Provided material section start

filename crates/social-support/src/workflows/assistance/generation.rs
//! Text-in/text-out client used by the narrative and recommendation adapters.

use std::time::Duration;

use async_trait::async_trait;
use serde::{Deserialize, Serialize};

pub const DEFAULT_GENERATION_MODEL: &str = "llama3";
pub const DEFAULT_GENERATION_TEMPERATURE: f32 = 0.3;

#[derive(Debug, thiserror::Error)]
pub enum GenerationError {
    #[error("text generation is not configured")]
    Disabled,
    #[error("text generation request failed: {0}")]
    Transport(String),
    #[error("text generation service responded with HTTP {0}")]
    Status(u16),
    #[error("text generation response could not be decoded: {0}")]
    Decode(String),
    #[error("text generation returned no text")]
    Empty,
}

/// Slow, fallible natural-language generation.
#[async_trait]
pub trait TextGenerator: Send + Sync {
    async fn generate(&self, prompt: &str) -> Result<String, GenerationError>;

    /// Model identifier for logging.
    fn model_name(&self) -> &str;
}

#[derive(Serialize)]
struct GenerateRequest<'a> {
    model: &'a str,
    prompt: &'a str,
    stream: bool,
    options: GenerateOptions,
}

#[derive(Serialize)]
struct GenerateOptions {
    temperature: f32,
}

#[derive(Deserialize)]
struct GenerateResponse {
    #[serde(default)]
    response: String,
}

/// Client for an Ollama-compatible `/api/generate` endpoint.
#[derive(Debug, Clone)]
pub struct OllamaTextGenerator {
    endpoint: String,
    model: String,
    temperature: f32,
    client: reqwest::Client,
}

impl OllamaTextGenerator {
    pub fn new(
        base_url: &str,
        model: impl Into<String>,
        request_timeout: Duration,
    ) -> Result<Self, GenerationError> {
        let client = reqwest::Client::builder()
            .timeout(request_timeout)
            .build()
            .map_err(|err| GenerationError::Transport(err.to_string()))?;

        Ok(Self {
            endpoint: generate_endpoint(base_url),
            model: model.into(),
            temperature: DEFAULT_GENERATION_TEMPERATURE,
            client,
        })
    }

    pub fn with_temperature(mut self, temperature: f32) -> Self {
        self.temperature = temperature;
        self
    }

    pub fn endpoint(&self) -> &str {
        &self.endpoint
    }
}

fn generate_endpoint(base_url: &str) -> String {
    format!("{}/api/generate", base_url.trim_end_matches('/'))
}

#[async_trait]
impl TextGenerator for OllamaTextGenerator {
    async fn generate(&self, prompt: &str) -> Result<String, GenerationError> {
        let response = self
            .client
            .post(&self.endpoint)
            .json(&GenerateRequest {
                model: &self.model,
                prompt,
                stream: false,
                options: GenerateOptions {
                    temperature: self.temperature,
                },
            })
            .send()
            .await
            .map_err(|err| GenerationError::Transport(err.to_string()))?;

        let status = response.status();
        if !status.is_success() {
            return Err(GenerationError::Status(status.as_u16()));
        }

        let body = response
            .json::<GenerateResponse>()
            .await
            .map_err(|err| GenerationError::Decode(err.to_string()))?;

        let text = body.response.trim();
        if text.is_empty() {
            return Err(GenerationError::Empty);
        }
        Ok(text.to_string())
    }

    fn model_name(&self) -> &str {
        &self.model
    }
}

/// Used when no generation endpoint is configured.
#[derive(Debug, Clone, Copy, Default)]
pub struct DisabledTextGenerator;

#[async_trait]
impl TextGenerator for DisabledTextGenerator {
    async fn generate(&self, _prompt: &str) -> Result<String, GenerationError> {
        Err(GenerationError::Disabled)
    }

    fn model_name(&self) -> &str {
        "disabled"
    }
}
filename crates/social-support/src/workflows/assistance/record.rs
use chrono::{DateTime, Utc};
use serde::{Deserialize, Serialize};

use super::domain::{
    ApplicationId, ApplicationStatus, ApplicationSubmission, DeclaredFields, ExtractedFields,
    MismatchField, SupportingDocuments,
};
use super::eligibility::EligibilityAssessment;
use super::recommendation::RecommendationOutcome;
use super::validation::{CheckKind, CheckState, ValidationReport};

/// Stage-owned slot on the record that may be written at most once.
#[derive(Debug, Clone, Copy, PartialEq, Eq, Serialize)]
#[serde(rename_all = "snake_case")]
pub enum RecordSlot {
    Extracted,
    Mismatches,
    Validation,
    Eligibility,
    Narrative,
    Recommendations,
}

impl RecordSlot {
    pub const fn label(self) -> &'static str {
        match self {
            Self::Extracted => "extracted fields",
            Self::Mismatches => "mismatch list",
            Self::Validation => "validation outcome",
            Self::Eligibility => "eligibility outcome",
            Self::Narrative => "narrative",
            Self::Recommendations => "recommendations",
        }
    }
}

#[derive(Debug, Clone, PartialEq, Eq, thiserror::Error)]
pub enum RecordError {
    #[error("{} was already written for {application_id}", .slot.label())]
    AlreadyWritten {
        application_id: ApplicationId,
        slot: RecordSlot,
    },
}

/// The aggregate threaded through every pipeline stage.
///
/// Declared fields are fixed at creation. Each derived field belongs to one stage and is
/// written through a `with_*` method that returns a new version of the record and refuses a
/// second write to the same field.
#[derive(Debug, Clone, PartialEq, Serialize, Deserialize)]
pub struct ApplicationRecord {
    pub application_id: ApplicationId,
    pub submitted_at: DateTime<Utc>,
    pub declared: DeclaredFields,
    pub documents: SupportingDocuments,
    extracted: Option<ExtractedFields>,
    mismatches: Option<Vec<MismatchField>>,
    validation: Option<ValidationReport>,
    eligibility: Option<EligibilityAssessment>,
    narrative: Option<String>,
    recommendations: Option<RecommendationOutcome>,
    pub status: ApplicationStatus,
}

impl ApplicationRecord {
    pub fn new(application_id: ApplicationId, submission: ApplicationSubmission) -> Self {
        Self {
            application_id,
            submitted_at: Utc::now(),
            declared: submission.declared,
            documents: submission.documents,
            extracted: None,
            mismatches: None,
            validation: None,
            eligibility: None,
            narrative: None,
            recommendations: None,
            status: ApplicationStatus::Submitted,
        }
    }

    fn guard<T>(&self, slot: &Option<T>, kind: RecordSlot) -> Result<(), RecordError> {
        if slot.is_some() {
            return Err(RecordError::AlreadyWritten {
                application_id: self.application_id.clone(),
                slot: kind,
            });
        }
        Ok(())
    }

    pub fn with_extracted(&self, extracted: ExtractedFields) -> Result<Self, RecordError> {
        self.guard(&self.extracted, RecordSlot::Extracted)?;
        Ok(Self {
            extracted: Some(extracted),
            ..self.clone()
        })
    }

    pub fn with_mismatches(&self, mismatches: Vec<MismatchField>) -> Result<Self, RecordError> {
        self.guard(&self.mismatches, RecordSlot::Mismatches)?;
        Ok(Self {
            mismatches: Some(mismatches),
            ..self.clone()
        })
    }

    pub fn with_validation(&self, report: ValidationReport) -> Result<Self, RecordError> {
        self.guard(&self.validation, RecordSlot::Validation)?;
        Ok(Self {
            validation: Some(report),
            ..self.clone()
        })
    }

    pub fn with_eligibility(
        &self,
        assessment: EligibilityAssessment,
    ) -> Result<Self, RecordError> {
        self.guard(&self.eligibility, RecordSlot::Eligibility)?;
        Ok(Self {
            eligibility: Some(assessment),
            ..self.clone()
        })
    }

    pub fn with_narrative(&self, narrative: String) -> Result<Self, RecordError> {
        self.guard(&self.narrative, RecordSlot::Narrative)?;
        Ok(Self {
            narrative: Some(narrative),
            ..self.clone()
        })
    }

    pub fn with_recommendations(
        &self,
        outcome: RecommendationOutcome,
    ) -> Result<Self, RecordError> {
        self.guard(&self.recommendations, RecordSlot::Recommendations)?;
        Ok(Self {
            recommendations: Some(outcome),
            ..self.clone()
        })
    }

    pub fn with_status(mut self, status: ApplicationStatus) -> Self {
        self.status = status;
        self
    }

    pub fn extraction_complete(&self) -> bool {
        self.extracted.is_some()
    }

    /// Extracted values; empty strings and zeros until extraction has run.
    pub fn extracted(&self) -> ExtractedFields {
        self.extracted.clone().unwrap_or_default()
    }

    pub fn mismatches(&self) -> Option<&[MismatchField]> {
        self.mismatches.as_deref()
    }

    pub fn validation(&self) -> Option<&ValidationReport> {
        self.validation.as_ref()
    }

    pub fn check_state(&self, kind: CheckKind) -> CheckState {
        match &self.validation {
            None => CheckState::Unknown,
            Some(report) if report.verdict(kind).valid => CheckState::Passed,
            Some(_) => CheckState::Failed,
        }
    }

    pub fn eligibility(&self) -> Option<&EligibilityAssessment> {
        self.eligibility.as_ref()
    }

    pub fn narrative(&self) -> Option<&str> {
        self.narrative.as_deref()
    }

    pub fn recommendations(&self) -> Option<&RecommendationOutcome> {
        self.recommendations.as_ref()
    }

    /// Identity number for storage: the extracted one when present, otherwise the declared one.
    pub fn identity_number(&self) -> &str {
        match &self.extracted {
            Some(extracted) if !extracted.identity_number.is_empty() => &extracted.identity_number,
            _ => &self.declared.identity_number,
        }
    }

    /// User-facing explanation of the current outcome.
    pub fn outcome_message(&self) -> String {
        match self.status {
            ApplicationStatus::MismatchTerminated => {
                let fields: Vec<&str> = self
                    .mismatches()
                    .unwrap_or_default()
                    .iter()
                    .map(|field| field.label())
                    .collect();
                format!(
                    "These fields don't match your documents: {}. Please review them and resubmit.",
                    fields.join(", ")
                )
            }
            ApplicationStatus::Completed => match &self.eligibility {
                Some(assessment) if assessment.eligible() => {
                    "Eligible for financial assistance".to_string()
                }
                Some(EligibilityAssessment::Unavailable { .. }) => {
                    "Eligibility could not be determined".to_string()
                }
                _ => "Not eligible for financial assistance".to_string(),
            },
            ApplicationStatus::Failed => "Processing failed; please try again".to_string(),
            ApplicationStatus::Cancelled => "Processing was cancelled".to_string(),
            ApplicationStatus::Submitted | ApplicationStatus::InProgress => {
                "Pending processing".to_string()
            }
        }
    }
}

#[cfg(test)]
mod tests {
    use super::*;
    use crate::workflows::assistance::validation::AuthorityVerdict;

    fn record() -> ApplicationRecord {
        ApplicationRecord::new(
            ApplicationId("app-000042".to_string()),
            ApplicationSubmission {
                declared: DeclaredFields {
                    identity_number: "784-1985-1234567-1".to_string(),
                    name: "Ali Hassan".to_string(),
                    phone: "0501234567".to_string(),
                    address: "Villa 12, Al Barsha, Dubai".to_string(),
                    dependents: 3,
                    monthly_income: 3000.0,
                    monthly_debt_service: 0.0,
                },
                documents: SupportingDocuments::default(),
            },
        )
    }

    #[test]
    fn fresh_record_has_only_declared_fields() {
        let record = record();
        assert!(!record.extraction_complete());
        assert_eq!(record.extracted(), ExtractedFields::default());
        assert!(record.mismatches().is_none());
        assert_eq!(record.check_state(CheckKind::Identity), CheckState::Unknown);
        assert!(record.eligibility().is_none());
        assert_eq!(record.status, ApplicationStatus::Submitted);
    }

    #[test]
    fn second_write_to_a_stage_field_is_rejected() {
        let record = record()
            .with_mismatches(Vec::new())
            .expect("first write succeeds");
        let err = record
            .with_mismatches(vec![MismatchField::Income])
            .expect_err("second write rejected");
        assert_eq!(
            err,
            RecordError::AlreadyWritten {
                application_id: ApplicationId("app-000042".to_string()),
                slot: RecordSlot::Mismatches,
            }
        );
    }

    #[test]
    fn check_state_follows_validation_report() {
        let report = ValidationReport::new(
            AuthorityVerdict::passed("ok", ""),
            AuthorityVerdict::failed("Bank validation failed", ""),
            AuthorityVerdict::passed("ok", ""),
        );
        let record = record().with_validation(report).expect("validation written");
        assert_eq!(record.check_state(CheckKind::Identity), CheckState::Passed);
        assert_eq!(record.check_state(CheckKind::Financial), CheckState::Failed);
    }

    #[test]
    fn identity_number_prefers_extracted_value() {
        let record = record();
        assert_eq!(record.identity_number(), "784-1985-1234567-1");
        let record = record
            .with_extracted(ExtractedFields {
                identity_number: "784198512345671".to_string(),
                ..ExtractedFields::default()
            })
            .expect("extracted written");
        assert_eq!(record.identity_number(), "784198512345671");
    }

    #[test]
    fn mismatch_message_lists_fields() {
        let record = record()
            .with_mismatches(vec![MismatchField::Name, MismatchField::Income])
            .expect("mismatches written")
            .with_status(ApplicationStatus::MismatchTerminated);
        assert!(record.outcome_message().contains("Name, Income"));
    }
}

Provided material section end
Provided material section start

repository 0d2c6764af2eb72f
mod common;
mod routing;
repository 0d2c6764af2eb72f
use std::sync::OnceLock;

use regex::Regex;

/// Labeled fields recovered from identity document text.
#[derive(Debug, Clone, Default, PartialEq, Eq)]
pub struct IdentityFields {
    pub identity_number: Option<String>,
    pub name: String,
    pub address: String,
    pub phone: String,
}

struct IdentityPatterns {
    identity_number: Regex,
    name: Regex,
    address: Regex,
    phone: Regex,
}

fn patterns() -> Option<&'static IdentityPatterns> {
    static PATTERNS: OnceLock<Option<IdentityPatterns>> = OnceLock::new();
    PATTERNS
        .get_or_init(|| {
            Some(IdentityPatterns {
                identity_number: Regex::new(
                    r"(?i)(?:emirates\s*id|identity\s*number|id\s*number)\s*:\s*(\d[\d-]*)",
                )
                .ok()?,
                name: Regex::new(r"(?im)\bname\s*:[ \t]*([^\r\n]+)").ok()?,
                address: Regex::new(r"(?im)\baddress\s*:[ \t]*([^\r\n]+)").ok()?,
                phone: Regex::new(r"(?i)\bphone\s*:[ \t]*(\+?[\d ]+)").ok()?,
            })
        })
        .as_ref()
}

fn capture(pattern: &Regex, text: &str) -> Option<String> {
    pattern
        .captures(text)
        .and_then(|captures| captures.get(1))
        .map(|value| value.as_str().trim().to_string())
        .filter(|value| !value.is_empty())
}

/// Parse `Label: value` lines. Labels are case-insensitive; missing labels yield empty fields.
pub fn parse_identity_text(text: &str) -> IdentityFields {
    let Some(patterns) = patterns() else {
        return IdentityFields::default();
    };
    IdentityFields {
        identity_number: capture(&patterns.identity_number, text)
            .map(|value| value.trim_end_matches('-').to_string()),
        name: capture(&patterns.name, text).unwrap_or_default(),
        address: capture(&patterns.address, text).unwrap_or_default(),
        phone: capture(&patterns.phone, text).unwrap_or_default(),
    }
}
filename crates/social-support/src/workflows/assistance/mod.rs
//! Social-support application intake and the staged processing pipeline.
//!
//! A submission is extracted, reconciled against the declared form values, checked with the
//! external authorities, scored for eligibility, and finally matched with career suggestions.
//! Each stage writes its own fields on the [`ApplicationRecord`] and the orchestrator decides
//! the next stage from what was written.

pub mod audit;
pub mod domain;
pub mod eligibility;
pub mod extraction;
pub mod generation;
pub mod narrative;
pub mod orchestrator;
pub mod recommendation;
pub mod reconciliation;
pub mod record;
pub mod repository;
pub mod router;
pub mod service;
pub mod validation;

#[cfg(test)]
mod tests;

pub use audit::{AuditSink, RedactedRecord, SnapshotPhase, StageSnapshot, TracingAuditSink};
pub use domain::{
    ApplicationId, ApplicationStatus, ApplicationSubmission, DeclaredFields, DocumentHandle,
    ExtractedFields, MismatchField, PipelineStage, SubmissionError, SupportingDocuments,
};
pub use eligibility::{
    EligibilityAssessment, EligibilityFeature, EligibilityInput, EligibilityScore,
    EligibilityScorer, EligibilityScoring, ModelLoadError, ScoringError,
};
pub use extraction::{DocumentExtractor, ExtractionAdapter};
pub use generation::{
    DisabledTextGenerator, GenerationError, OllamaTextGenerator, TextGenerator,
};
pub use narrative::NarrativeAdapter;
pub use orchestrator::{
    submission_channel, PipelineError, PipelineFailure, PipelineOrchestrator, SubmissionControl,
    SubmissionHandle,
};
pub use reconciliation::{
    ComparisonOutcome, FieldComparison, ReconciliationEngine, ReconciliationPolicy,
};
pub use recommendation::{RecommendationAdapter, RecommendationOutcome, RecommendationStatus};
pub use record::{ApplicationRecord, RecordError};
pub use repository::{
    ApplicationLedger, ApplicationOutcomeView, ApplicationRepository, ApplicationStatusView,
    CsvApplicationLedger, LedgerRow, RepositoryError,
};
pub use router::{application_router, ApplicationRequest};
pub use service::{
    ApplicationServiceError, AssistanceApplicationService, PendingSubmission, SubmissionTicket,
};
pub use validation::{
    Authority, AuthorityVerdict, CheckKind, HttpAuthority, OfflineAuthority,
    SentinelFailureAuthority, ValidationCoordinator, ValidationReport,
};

Provided material section end
Provided material section start

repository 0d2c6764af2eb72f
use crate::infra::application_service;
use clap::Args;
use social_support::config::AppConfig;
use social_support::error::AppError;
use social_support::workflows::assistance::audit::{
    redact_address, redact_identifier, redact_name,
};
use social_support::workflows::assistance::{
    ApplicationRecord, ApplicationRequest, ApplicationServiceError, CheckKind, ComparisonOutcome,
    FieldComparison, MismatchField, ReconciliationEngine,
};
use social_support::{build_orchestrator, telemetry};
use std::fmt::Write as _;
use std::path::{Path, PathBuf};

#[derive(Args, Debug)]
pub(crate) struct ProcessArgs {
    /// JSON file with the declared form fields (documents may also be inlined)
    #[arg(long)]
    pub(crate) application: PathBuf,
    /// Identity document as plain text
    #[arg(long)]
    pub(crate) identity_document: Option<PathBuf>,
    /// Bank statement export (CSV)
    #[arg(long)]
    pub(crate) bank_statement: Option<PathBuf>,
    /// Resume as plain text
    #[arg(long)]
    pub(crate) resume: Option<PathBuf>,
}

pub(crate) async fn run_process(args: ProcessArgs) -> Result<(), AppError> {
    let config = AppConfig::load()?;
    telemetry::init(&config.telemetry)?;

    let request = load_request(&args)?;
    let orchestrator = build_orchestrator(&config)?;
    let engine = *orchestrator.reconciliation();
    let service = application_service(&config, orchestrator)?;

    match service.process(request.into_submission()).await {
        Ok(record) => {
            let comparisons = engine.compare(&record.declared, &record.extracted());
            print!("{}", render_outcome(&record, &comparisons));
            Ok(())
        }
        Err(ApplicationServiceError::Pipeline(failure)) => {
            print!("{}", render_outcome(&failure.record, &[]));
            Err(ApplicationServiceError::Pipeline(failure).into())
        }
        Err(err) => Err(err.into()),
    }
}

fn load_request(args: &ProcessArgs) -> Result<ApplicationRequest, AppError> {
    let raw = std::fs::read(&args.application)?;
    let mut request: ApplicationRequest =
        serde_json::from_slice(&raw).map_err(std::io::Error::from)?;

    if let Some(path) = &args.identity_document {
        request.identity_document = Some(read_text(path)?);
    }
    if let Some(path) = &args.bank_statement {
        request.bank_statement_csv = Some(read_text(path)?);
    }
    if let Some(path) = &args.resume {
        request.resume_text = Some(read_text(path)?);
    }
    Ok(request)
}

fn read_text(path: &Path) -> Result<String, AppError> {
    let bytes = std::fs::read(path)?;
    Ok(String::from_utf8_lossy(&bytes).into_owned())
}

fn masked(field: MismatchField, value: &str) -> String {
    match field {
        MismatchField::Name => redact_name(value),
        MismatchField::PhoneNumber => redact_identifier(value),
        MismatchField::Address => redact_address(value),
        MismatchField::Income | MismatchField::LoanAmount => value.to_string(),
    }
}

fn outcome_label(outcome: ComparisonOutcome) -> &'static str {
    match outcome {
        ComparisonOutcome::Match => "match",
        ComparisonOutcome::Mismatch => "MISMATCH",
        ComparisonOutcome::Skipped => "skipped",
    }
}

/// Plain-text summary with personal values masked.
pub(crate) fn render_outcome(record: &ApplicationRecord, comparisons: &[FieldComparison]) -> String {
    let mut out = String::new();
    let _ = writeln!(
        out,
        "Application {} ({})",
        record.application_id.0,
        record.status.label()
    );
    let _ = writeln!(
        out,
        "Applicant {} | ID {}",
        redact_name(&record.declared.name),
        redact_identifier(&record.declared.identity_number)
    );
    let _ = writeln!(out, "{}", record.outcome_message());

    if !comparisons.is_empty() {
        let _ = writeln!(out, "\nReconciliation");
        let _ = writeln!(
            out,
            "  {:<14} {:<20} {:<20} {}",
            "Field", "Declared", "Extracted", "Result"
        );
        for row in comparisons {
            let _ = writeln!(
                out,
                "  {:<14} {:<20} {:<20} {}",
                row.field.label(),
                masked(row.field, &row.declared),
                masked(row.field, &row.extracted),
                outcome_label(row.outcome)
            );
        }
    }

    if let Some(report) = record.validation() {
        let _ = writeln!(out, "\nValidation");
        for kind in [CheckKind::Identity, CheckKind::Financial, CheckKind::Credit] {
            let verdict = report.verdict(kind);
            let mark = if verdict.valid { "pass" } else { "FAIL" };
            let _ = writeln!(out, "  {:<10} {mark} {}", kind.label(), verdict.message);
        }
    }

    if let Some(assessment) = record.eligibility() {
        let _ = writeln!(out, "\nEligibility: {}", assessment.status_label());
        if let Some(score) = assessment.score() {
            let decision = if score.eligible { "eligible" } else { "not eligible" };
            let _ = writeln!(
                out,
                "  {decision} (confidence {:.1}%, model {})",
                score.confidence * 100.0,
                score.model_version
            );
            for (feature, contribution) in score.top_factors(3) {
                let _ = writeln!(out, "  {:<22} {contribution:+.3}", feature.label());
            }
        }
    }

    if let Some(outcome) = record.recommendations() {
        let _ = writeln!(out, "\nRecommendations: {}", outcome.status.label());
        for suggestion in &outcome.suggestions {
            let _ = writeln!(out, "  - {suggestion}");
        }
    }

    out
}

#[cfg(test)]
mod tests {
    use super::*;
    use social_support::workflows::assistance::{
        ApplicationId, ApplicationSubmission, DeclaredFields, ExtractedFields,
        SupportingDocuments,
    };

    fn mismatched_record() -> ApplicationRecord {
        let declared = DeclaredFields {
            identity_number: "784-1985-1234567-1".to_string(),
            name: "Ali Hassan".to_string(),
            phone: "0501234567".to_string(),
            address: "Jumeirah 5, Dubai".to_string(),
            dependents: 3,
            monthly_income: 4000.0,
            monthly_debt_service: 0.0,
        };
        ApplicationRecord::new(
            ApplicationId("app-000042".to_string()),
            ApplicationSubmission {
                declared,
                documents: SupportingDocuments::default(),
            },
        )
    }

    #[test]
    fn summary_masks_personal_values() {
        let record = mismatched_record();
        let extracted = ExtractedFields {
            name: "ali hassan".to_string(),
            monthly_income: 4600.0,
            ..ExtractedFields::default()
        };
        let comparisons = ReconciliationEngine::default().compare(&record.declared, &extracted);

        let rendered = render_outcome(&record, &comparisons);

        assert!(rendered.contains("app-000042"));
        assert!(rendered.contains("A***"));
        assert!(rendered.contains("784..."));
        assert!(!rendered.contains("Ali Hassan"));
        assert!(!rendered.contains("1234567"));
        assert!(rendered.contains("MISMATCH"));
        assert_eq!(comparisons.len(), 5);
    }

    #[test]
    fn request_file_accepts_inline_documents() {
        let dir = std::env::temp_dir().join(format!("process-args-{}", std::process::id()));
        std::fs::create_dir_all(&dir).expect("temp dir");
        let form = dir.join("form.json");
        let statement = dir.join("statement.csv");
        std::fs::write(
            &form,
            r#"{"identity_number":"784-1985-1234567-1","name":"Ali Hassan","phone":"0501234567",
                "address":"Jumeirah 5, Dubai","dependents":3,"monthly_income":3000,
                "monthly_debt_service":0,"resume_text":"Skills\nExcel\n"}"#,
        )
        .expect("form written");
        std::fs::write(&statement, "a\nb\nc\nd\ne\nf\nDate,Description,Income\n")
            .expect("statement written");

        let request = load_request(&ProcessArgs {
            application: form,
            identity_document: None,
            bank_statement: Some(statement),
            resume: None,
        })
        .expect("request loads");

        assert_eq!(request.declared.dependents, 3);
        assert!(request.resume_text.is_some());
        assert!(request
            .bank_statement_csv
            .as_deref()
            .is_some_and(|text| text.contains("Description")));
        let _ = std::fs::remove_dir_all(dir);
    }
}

Provided material section end

_To do_
What is the number of lines in the entries above that hold the string "Each"? Please state that number alone.

_Task answer_
2